# Tvio series 2 -- newbie



## mine_photo (Jan 27, 2007)

Hi,

I just got a Tivo series 2 from a friend of mine. I have dish network receiver without DVR. I tried to input the signal from Dish receiver to the Tivo box to watch live TV, but I was not able to get anything on it.

A long time ago, for trial purpose I did the same with a Tivo series 1 (I think) and I was able to watch TV passing signal trough Tivo and also able to record the currently watching program. 

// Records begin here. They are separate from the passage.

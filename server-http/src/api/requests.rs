use serde::Deserialize;

/// Query string of `GET /coordinates`
#[derive(Debug, Deserialize)]
pub struct CoordinatesQuery {
    pub address: Option<String>,
}

impl CoordinatesQuery {
    /// The address if present and not blank
    pub fn address(&self) -> Option<&str> {
        self.address
            .as_deref()
            .filter(|address| !address.trim().is_empty())
    }
}
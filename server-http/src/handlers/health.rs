use crate::api::HealthResponse;
use crate::state::AppState;
use axum::{extract::State, Json};
use geocache::CoordinateLookup;

/// GET /health
pub async fn health_check(State(state): State<AppState>) -> Json<HealthResponse> {
    let stats = state.lookup.stats();
    Json(HealthResponse {
        message: "OK".into(),
        cache_hits: stats.cache_hits,
        cache_misses: stats.cache_misses,
        expired_records: stats.expired_records,
        cache_write_failures: stats.cache_write_failures,
    })
}
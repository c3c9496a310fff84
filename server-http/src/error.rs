use crate::api::ErrorResponse;
use axum::{
    http::{header, StatusCode},
    response::{IntoResponse, Response},
    Json,
};
use shared::Error;
use tracing::error;

pub const MISSING_ADDRESS: &str = "Missing 'address' query parameter";

/// Lookup failure as seen at the request boundary
#[derive(Debug)]
pub struct ApiError(pub Error);

impl ApiError {
    pub fn missing_address() -> Self {
        Self(Error::InvalidRequest(MISSING_ADDRESS.to_string()))
    }

    pub fn status(&self) -> StatusCode {
        match &self.0 {
            Error::InvalidRequest(_) => StatusCode::BAD_REQUEST,
            Error::NoResultsFound(_) => StatusCode::NOT_FOUND,
            Error::ProviderUnavailable(_) => StatusCode::BAD_GATEWAY,
            Error::StoreUnavailable(_) => StatusCode::SERVICE_UNAVAILABLE,
            Error::CacheCorruption { .. } | Error::Config(_) | Error::Internal(_) => {
                StatusCode::INTERNAL_SERVER_ERROR
            }
        }
    }
}

impl From<Error> for ApiError {
    fn from(err: Error) -> Self {
        Self(err)
    }
}

impl IntoResponse for ApiError {
    fn into_response(self) -> Response {
        let status = self.status();

        match self.0 {
            // Client errors go back as plain text
            Error::InvalidRequest(message) => (
                status,
                [(header::CONTENT_TYPE, "text/plain; charset=utf-8")],
                message,
            )
                .into_response(),
            other => {
                if status.is_server_error() {
                    error!("Lookup failed: {}", other);
                }
                (status, Json(ErrorResponse::new(other.to_string()))).into_response()
            }
        }
    }
}
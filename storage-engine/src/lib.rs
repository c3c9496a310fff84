pub mod moka_cache;
pub mod sled_store;

pub use moka_cache::MokaCacheStore;
pub use sled_store::SledCacheStore;

use geocache::ports::CacheStore;
use shared::Result;
use std::path::PathBuf;
use std::sync::Arc;

/// Selects the Cache Store adapter the resolver is wired with
#[derive(Clone, Debug)]
pub enum StoreBackend {
    /// Durable sled database at the given path
    Sled(PathBuf),
    /// Process-local store, lost on restart
    Memory { max_entries: Option<u64> },
}

pub fn open_store(backend: &StoreBackend) -> Result<Arc<dyn CacheStore>> {
    match backend {
        StoreBackend::Sled(path) => {
            tracing::info!("Opening sled cache store at {}", path.display());
            Ok(Arc::new(SledCacheStore::open(path)?))
        }
        StoreBackend::Memory { max_entries } => {
            tracing::info!("Using in-memory cache store");
            Ok(Arc::new(MokaCacheStore::new(*max_entries)))
        }
    }
}
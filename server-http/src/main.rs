use server_http::{build_router, AppState};
use shared::config::Config;
use std::process::ExitCode;
use tracing::{error, info};
use tracing_subscriber::EnvFilter;

#[tokio::main]
async fn main() -> ExitCode {
    // Load environment variables from .env file (if exists) before RUST_LOG is read
    let dotenv = dotenvy::dotenv();

    // Initialize tracing
    tracing_subscriber::fmt()
        .with_env_filter(EnvFilter::try_from_default_env().unwrap_or_else(|_| EnvFilter::new("info")))
        .init();

    info!("Starting geocache HTTP server...");

    match dotenv {
        Ok(_) => info!("Loaded environment variables from .env file"),
        Err(_) => info!("No .env file found, using system environment variables"),
    }

    match run().await {
        Ok(()) => ExitCode::SUCCESS,
        Err(e) => {
            error!("Server failed: {}", e);
            ExitCode::FAILURE
        }
    }
}

async fn run() -> shared::Result<()> {
    // Refuse to serve without provider credentials
    let config = Config::from_env()?;

    let state = AppState::from_config(&config)?;
    let router = build_router(state);

    let bind_addr = config.bind_addr();
    let listener = tokio::net::TcpListener::bind(&bind_addr)
        .await
        .map_err(|e| shared::Error::Config(format!("Failed to bind {}: {}", bind_addr, e)))?;

    info!("HTTP Server listening on http://{}", bind_addr);
    info!(
        "Try: curl 'http://localhost:{}/coordinates?address=1600+Amphitheatre+Parkway'",
        config.http_port
    );

    axum::serve(listener, router)
        .with_graceful_shutdown(shutdown_signal())
        .await
        .map_err(|e| shared::Error::Internal(format!("Server error: {}", e)))?;

    info!("Server shutdown complete.");
    Ok(())
}

async fn shutdown_signal() {
    use tokio::signal;

    let ctrl_c = async {
        signal::ctrl_c()
            .await
            .expect("Failed to install Ctrl+C handler");
    };

    #[cfg(unix)]
    let terminate = async {
        signal::unix::signal(signal::unix::SignalKind::terminate())
            .expect("Failed to install signal handler")
            .recv()
            .await;
    };

    #[cfg(not(unix))]
    let terminate = std::future::pending::<()>();

    tokio::select! {
        _ = ctrl_c => {
            info!("Received Ctrl+C signal");
        },
        _ = terminate => {
            info!("Received terminate signal");
        },
    }

    info!("Shutting down gracefully...");
}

Is this possible in series 2 if so, would some one people point me in the right direction please.

Thanks.


----------



## Da Goon (Oct 22, 2006)

You will have to re-run Guided Setup thru the tivo's menus so the tivo will know how you have your dish receiver connected to it, and the fact the it is a dish receiver (not cable or dtv).


----------



## BTUx9 (Nov 13, 2003)

umm... sounds like you don't have a subscription... if that's true, you basically have a doorstop, (trying to bypass that qualifies as theft of service)


----------



## mine_photo (Jan 27, 2007)

I think I did try going thorough the setup. At some point, it says can you see the video behind, I just couldn't see anything. But I did proceed since it said you can trouble shoot later. But then a screen says I need subscription to record. What am I doing wrong here, I can try it agin.

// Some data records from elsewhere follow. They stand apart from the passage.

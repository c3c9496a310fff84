use async_trait::async_trait;
use geocache::domain::CachedRecord;
use geocache::ports::{CacheStore, Clock, SystemClock};
use serde::Deserialize;
use shared::{Error, Result, TtlSecs};
use std::path::Path;
use std::sync::Arc;
use tracing::debug;

const CACHE_TREE: &str = "geocoding_cache";

/// Lenient view of a stored document. A record without `responseJson`
/// reads as a miss rather than an error.
#[derive(Deserialize)]
#[serde(rename_all = "camelCase")]
struct StoredDocument {
    address: Option<String>,
    response_json: Option<String>,
    expires_at: Option<i64>,
}

/// Sled-backed durable cache store keyed by the raw address bytes
pub struct SledCacheStore {
    db: sled::Db,
    tree: sled::Tree,
    clock: Arc<dyn Clock>,
}

impl SledCacheStore {
    /// Open (or create) the store at `path`
    /// Creates the parent directory if it doesn't exist
    pub fn open(path: impl AsRef<Path>) -> Result<Self> {
        Self::open_with_clock(path, Arc::new(SystemClock))
    }

    pub fn open_with_clock(path: impl AsRef<Path>, clock: Arc<dyn Clock>) -> Result<Self> {
        if let Some(parent) = path.as_ref().parent() {
            std::fs::create_dir_all(parent)
                .map_err(|e| Error::StoreUnavailable(format!("Failed to create directory: {}", e)))?;
        }

        let db = sled::open(path)
            .map_err(|e| Error::StoreUnavailable(format!("Failed to open Sled database: {}", e)))?;
        let tree = db
            .open_tree(CACHE_TREE)
            .map_err(|e| Error::StoreUnavailable(format!("Failed to open cache tree: {}", e)))?;

        Ok(Self { db, tree, clock })
    }

    pub fn len(&self) -> usize {
        self.tree.len()
    }

    pub fn is_empty(&self) -> bool {
        self.tree.is_empty()
    }
}

#[async_trait]
impl CacheStore for SledCacheStore {
    async fn get(&self, address: &str) -> Result<Option<CachedRecord>> {
        let value = self
            .tree
            .get(address.as_bytes())
            .map_err(|e| Error::StoreUnavailable(format!("Failed to read record: {}", e)))?;

        let Some(bytes) = value else {
            return Ok(None);
        };

        let doc: StoredDocument =
            serde_json::from_slice(&bytes).map_err(|e| Error::CacheCorruption {
                address: address.to_string(),
                reason: format!("stored record is not a JSON document: {}", e),
            })?;

        let Some(response_json) = doc.response_json else {
            debug!(address, "Stored record has no payload, treating as miss");
            return Ok(None);
        };

        Ok(Some(CachedRecord {
            address: doc.address.unwrap_or_else(|| address.to_string()),
            response_json,
            // Without an expiry stamp the record is considered stale
            expires_at: doc.expires_at.unwrap_or(0),
        }))
    }

    async fn put(
        &self,
        address: &str,
        response_json: String,
        ttl: TtlSecs,
    ) -> Result<CachedRecord> {
        let record = CachedRecord::new(address, response_json, self.clock.now_unix(), ttl);
        let value = serde_json::to_vec(&record)
            .map_err(|e| Error::Internal(format!("Failed to serialize record: {}", e)))?;

        self.tree
            .insert(address.as_bytes(), value)
            .map_err(|e| Error::StoreUnavailable(format!("Failed to save record: {}", e)))?;

        self.tree
            .flush_async()
            .await
            .map_err(|e| Error::StoreUnavailable(format!("Failed to flush database: {}", e)))?;

        Ok(record)
    }
}

impl std::fmt::Debug for SledCacheStore {
    fn fmt(&self, f: &mut std::fmt::Formatter<'_>) -> std::fmt::Result {
        f.debug_struct("SledCacheStore")
            .field("tree", &CACHE_TREE)
            .field("entries", &self.tree.len())
            .field("size_on_disk", &self.db.size_on_disk().ok())
            .finish()
    }
}
pub mod coordinate_resolver;
pub mod operation;

pub use coordinate_resolver::{CoordinateResolver, ResolverConfig};
pub use operation::{CoordinateLookup, ResolverStats};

I'm not sure if its theft of service, since I do have a dish subscription. I will not be able to use Tivo to schedule recording for me since I don't have thier subscription. Correct me if I'm wrong.


----------



## Da Goon (Oct 22, 2006)

In order to use any features of a tivo other than live-tv "trick play" you will absolutely need a tivo subscription. Some series 1 tivos can manually record without a sub, but all S2 tivos require one. A tivo and dish subscription are 100% independent of eachother.


----------